C. A "driver" is the person sitting behind the steering apparatus of a 
locomotion vehicle. The only known exception to this rule is the 
"mother-in-law", which can be seated anywhere within the vehicle and 
still drive effectively. 


D. A "driver" is a piece of code which enables communication between the 
user and a particular piece of hardware. 


The correct answer, of course, is D. The driver bridges the gap between the 
user and the target hardware. 


User-Land Versus Kernel Drivers 


A driver can run as a user process (in "user-land") or as a kernel process. A 
driver executing as a user-land process runs at normal user priorities, and is 
subject to the same’ scheduling rules as any other process. The advantages of 
a user-land driver are: 

1. There is no kernel re-build or reboot necessary. 

2. The driver writer can use adb/cdb for debugging. 

3. The driver writer can use familiar user libraries in his/her code. 

4. The driver writer has no need of kernel knowledge. 
An example of a product which requires user-land drivers is the old VME 
expander (98646A). Drivers for VME cards installed in that product had to run 
in user-land. 
Some of the disadvantages of user-land drivers are: 

1. They’re slow! 


2. Interrupts aren’t available. 


3. DMA isn’t available. 


The driver writer needs to evaluate his/her application and weigh the 
trade-offs between user-land and kernel drivers before deciding which is right 
for the task. Often, a simple user-land program will do the job in situations 
which don’t require great speed, interrupts, or DMA. Some tools available for 
writing user-land drivers are: 


1. Pseudo-terminals (ptys) - for RS-232/serial devices; 
2. Device I/O Library (DIL) - for HP-IB or GPIO devices; 


3. Iomap - useful with just about any interface card for which the driver 
writer has a register map. Maps a particular chunk of physical memory 
into user space. 


Since the purpose of the SE327 driver writing class is to fully describe 
kernel drivers, only kernel drivers will be discussed from this point on. 


Types of Drivers 


There are two types of kernel drivers: interface drivers and device drivers. 


The interface driver communicates with a particular type of interface card and 
doesn’t concern itself with the devices connected to that card, if any. For 
example, there are interface drivers for the MUX card and the HP-IB card. 


A device driver communicates with a particular class of device and doesn’t care 
about the interface it’s connected to. For example, a device driver would talk 
to a CS/80 disc, a ciper printer, or a serial device. 


These two types of kernel drivers can be combined into one driver if only one 
class of device can be connected to a particular interface card. Some of the 
more complex interfaces, like HP-IB, have three interface drivers (for the 
98624, the 98625, and the internal HP-IB interfaces) and a multitude of device 
drivers (for HP-IB printers, ciper printers, CS/80 discs, other discs, 9-track 
mag tape, etc.). 


Types of Driver Access 


There are two types of kernel driver access: block access and character (raw) 
access. 


When block access is used, data transferred between a user process anda 
device is buffered.

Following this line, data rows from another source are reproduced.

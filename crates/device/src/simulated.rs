//! Sensores sintéticos para rodar o dispositivo fora do relógio.
//!
//! - Acelerômetro: passada de caminhada (~1.8 Hz) sobre a gravidade em Y
//! - Giroscópio: rotação lenta do pulso
//! - Frequência cardíaca: 70 bpm com deriva senoidal
//! - Bateria: descarga linear a partir de 100%
//!
//! Cada driver respeita o contrato de [`SensorDriver`]: só entrega quando
//! ligado e com listener, uma janela por período.

use crate::listener::{ListenerToken, Listeners};
use crate::sensors::{SensorDriver, SensorOptions, SensorSnapshot};
use std::f32::consts::TAU;
use std::time::{Duration, Instant};
use tracing::debug;
use wearlink_core::{Clock, SensorKind, SystemClock};

/// Descarga por leitura de bateria (%).
const BATTERY_DRAIN_PER_READING: f32 = 0.05;

pub struct SimulatedSensor {
    kind: SensorKind,
    options: SensorOptions,
    running: bool,
    listeners: Listeners,
    next_due: Option<Instant>,
    /// Epoch (ms) da primeira amostra após o start
    epoch_start: u64,
    sample_index: u64,
    battery: f32,
}

impl SimulatedSensor {
    pub fn new(kind: SensorKind) -> Self {
        Self {
            kind,
            options: SensorOptions::for_kind(kind, 1.0),
            running: false,
            listeners: Listeners::new(),
            next_due: None,
            epoch_start: 0,
            sample_index: 0,
            battery: 100.0,
        }
    }

    /// Intervalo entre callbacks.
    fn period(&self) -> Duration {
        Duration::from_secs_f64(self.options.batch as f64 / self.options.frequency.max(0.001))
    }

    fn sample_time_ms(&self, index: u64) -> u64 {
        self.epoch_start + (index as f64 * 1_000.0 / self.options.frequency.max(0.001)) as u64
    }

    fn seconds(&self, index: u64) -> f32 {
        (index as f64 / self.options.frequency.max(0.001)) as f32
    }

    fn next_window(&mut self) -> SensorSnapshot {
        let n = self.options.batch;
        let mut x = Vec::with_capacity(n);
        let mut y = Vec::with_capacity(n);
        let mut z = Vec::with_capacity(n);
        let mut timestamps = Vec::with_capacity(n);

        for _ in 0..n {
            let i = self.sample_index;
            let t = self.seconds(i);
            let (sx, sy, sz) = match self.kind {
                SensorKind::Accelerometer => (
                    1.5 * (TAU * 1.8 * t).sin(),
                    9.81 + 0.6 * (TAU * 3.6 * t).cos(),
                    0.4 * (TAU * 0.9 * t).sin(),
                ),
                _ => (
                    0.3 * (TAU * 0.25 * t).sin(),
                    0.1 * (TAU * 0.5 * t).cos(),
                    0.05 * (TAU * 1.8 * t).sin(),
                ),
            };
            x.push(sx);
            y.push(sy);
            z.push(sz);
            timestamps.push(self.sample_time_ms(i));
            self.sample_index += 1;
        }

        SensorSnapshot::Batch {
            x,
            y,
            z,
            timestamps,
        }
    }

    fn next_scalar(&mut self) -> SensorSnapshot {
        let i = self.sample_index;
        let value = match self.kind {
            SensorKind::HeartRate => (70.0 + 8.0 * (self.seconds(i) / 30.0).sin()).round(),
            _ => {
                self.battery = (self.battery - BATTERY_DRAIN_PER_READING).max(0.0);
                self.battery.round()
            }
        };
        self.sample_index += 1;
        SensorSnapshot::Scalar {
            value,
            timestamp: self.sample_time_ms(i),
        }
    }
}

impl SensorDriver for SimulatedSensor {
    fn kind(&self) -> SensorKind {
        self.kind
    }

    fn set_options(&mut self, options: SensorOptions) {
        self.options = options;
    }

    fn start(&mut self) {
        if self.running {
            return;
        }
        self.running = true;
        self.sample_index = 0;
        self.epoch_start = SystemClock.now_ms();
        self.next_due = Some(Instant::now() + self.period());
        debug!("{} ligado ({:.1} Hz)", self.kind, self.options.frequency);
    }

    fn stop(&mut self) {
        self.running = false;
        self.next_due = None;
        debug!("{} desligado", self.kind);
    }

    fn is_running(&self) -> bool {
        self.running
    }

    fn subscribe(&mut self) -> ListenerToken {
        self.listeners.subscribe()
    }

    fn unsubscribe(&mut self, token: ListenerToken) -> bool {
        self.listeners.unsubscribe(token)
    }

    fn poll_reading(&mut self, now: Instant) -> Option<SensorSnapshot> {
        if !self.running || !self.listeners.has_listeners() {
            return None;
        }
        let due = self.next_due?;
        if now < due {
            return None;
        }
        self.next_due = Some(due + self.period());

        Some(if self.kind.is_batch() {
            self.next_window()
        } else {
            self.next_scalar()
        })
    }
}
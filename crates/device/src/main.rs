//! # Wearlink Device
//!
//! Lado do wearable: grava sessões de sensores e transmite as leituras ao
//! companion. Fora do relógio roda com sensores simulados e canal UDP.
//!
//! ## Uso
//! ```bash
//! wearlink_device            # Enter inicia/encerra a sessão
//!                            # "back" volta, "quit" sai
//! ```

mod controller;
mod gate;
mod input;
mod listener;
mod presenter;
mod sensors;
mod simulated;
#[cfg(test)]
mod testing;
mod udp_channel;

use controller::{BackNavigation, Collaborators, Phase, SessionController};
use input::{UserInput, spawn_input_thread};
use presenter::LogPresenter;
use sensors::SensorSet;
use simulated::SimulatedSensor;
use std::time::{Duration, Instant};
use tracing::{error, info, warn};
use udp_channel::UdpChannel;
use wearlink_core::config::AppConfig;
use wearlink_core::{SensorKind, SystemClock};

fn main() -> Result<(), Box<dyn std::error::Error>> {
    // ── Logging ──
    tracing_subscriber::fmt()
        .with_env_filter(
            tracing_subscriber::EnvFilter::try_from_default_env()
                .unwrap_or_else(|_| "info".into()),
        )
        .init();

    // ── Carregar config ──
    let config_path = AppConfig::default_path();
    let config = AppConfig::load(&config_path);

    // Salva config padrão se não existir
    if !config_path.exists() {
        if let Err(e) = config.save(&config_path) {
            warn!("Não foi possível salvar config padrão: {e}");
        }
    }

    let errors = config.validate();
    if !errors.is_empty() {
        for e in &errors {
            error!("Config inválida: {e}");
        }
        return Err(format!("{} erro(s) de configuração", errors.len()).into());
    }

    let device_cfg = config.device.clone();
    let tick = Duration::from_millis(device_cfg.tick_ms);

    // ── Canal ──
    let channel = UdpChannel::connect(
        &device_cfg.bind_ip,
        &device_cfg.companion_addr,
        Duration::try_from_secs_f64(device_cfg.reconnect_interval_secs)?,
    )?;

    // ── Sensores ──
    let sensors = SensorSet {
        accelerometer: Box::new(SimulatedSensor::new(SensorKind::Accelerometer)),
        gyroscope: Box::new(SimulatedSensor::new(SensorKind::Gyroscope)),
        heart_rate: Box::new(SimulatedSensor::new(SensorKind::HeartRate)),
        battery: Box::new(SimulatedSensor::new(SensorKind::Battery)),
    };

    let mut controller = SessionController::new(
        channel,
        sensors,
        Collaborators {
            device: Box::new(config.device.clone()),
            preferences: Box::new(config.sensors.clone()),
            clock: Box::new(SystemClock),
            presenter: Box::new(LogPresenter),
        },
    );

    let input_rx = spawn_input_thread()?;

    // ── Banner ──
    println!();
    println!("══════════════════════════════════════════════");
    println!("   ⌚ WEARLINK DEVICE – ATIVO");
    println!("══════════════════════════════════════════════");
    println!("  Modelo:     {}", device_cfg.model_name);
    println!("  Companion:  {}", device_cfg.companion_addr);
    println!("  Protocolo:  MessagePack {{command, payload}}");
    println!("══════════════════════════════════════════════");
    println!();

    controller.mount();

    // ── Loop de eventos ──
    'events: loop {
        let cycle_start = Instant::now();

        while let Ok(input) = input_rx.try_recv() {
            match input {
                UserInput::Toggle => {
                    if controller.user_toggle() == Phase::Ended {
                        // Resumo exibido; volta para uma sessão nova
                        controller.unmount();
                        controller.mount();
                    }
                }
                UserInput::Back => {
                    if controller.key_back() == BackNavigation::Allowed {
                        controller.unmount();
                        break 'events;
                    }
                }
                UserInput::Quit => {
                    if controller.is_running() {
                        if let Some(session) = controller.session() {
                            warn!(
                                "Saindo com a sessão {} em gravação ({} leituras)",
                                session.id(),
                                controller.event_count()
                            );
                        }
                    }
                    controller.unmount();
                    break 'events;
                }
            }
        }

        controller.gate_mut().channel_mut().maintain(cycle_start);
        controller.poll_channel();
        controller.poll_sensors(cycle_start);

        // Dormir pelo tempo restante do tick
        let elapsed = cycle_start.elapsed();
        if elapsed < tick {
            std::thread::sleep(tick - elapsed);
        }
    }

    let gate = controller.gate();
    info!(
        "Dispositivo encerrado: {} mensagens enviadas, {} descartadas",
        gate.sent(),
        gate.dropped()
    );
    Ok(())
}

Data transfer occurs in units called blocks. 


When character access is used, there is no particular buffering scheme used, 
although the driver writer can use a buffering scheme if he/she so desires. 
Data is transferred in units of one or more bytes. 
The type of access used depends heavily on the device to which the driver 
talks. Devices having the following characteristics are good candidates for 
block access: 

1. The device supports random access of blocks. 

2. The data in each block is stable. 

3. The data is not available until it is requested. 


Typical block devices are discs and tapes. 


Devices having the following characteristics are good candidates for character 
access: 


1. The data cannot be accessed randomly. 

2. The data is not stable. 

3. The data can be available before any process requests it. 
Typical character devices are terminals and printers. 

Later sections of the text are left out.